Task objective →
Go over the entries and report the lines where the word "white" occurs.

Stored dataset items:
┄┄┄┄┄┄

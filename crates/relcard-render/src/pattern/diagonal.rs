//! Checkerboard corner motifs walked along anti-diagonals.
//!
//! Only cells with `(x + y)` even are drawn. Each drawn cell gets an "up"
//! corner (top edge then right edge) or a "down" corner (bottom edge then
//! right edge). `maze` chooses per cell, `steps` once for the whole image.

use super::{polyline, PatternCanvas};
use crate::color::Color;

#[derive(Debug, Clone, Copy, PartialEq, Eq)]
enum Corner {
    Up,
    Down,
}

impl Corner {
    fn random(canvas: &mut PatternCanvas) -> Self {
        if canvas.rng.below(2) == 0 {
            Corner::Up
        } else {
            Corner::Down
        }
    }
}

pub(super) fn draw_maze(canvas: &mut PatternCanvas) {
    let color = canvas.white(3, 11.0, 11.0);
    let area = canvas.area(100.0);
    let grid = canvas.roll(area / 6.0, area / 3.0).max(10.0);

    walk(canvas, grid, Corner::random, &color);
}

pub(super) fn draw_steps(canvas: &mut PatternCanvas) {
    let color = canvas.white(3, 7.0, 9.0);
    let area = canvas.area(100.0);
    let grid = canvas.roll(area / 8.0, area / 3.0).max(10.0);
    let corner = Corner::random(canvas);

    walk(canvas, grid, |_| corner, &color);
}

fn walk<F>(canvas: &mut PatternCanvas, grid: f64, mut pick: F, color: &Color)
where
    F: FnMut(&mut PatternCanvas) -> Corner,
{
    let columns = (canvas.width / grid).floor() as usize + 1;
    let rows = (canvas.height / grid).floor() as usize + 1;

    for diagonal in 0..columns + rows - 1 {
        for x in 0..=diagonal {
            let y = diagonal - x;
            if x >= columns || y >= rows || (x + y) % 2 != 0 {
                continue;
            }

            let x1 = x as f64 * grid;
            let y1 = y as f64 * grid;
            let x2 = x1 + grid;
            let y2 = y1 + grid;

            let path = match pick(canvas) {
                Corner::Up => polyline([(x1, y1), (x2, y1), (x2, y2)]),
                Corner::Down => polyline([(x1, y2), (x2, y2), (x2, y1)]),
            };
            canvas.stroke(path, color, 2.0);
        }
    }
}

#[cfg(test)]
mod tests {
    use super::*;
    use crate::rng::SequenceRng;
    use crate::surface::Surface;

    fn even_cells(columns: usize, rows: usize) -> usize {
        (0..columns)
            .flat_map(|x| (0..rows).map(move |y| (x, y)))
            .filter(|(x, y)| (x + y) % 2 == 0)
            .count()
    }

    #[test]
    fn test_maze_draws_once_per_even_cell() {
        // 100x100 -> grid 10 -> 11 x 11 cells.
        let mut surface = Surface::new(100, 100).unwrap();
        let mut rng = SequenceRng::constant(0.4);
        let mut canvas = PatternCanvas::new(&mut surface, &mut rng, 0.0);
        draw_maze(&mut canvas);
        assert_eq!(rng.draws(), 2 + even_cells(11, 11));
    }

    #[test]
    fn test_steps_choose_direction_once() {
        let mut surface = Surface::new(100, 100).unwrap();
        let mut rng = SequenceRng::constant(0.4);
        let mut canvas = PatternCanvas::new(&mut surface, &mut rng, 0.0);
        draw_steps(&mut canvas);
        assert_eq!(rng.draws(), 3);
    }

    #[test]
    fn test_up_corner_geometry() {
        // Up corners draw the top edge of cell (0, 0): y = 0 row is lit at x = 5.
        let mut surface = Surface::new(100, 100).unwrap();
        let mut rng = SequenceRng::constant(0.0);
        let mut canvas = PatternCanvas::new(&mut surface, &mut rng, 1.0);
        draw_steps(&mut canvas);
        assert!(surface.pixel(5, 0).unwrap()[3] > 0);
        // Cell (1, 0) is odd and skipped, so its top edge stays dark.
        assert_eq!(surface.pixel(15, 0).unwrap()[3], 0);
    }
}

┄┄┄┄┄┄

Written answer →
    let color = canvas.white(3, 11.0, 11.0);
    let color = canvas.white(3, 7.0, 9.0);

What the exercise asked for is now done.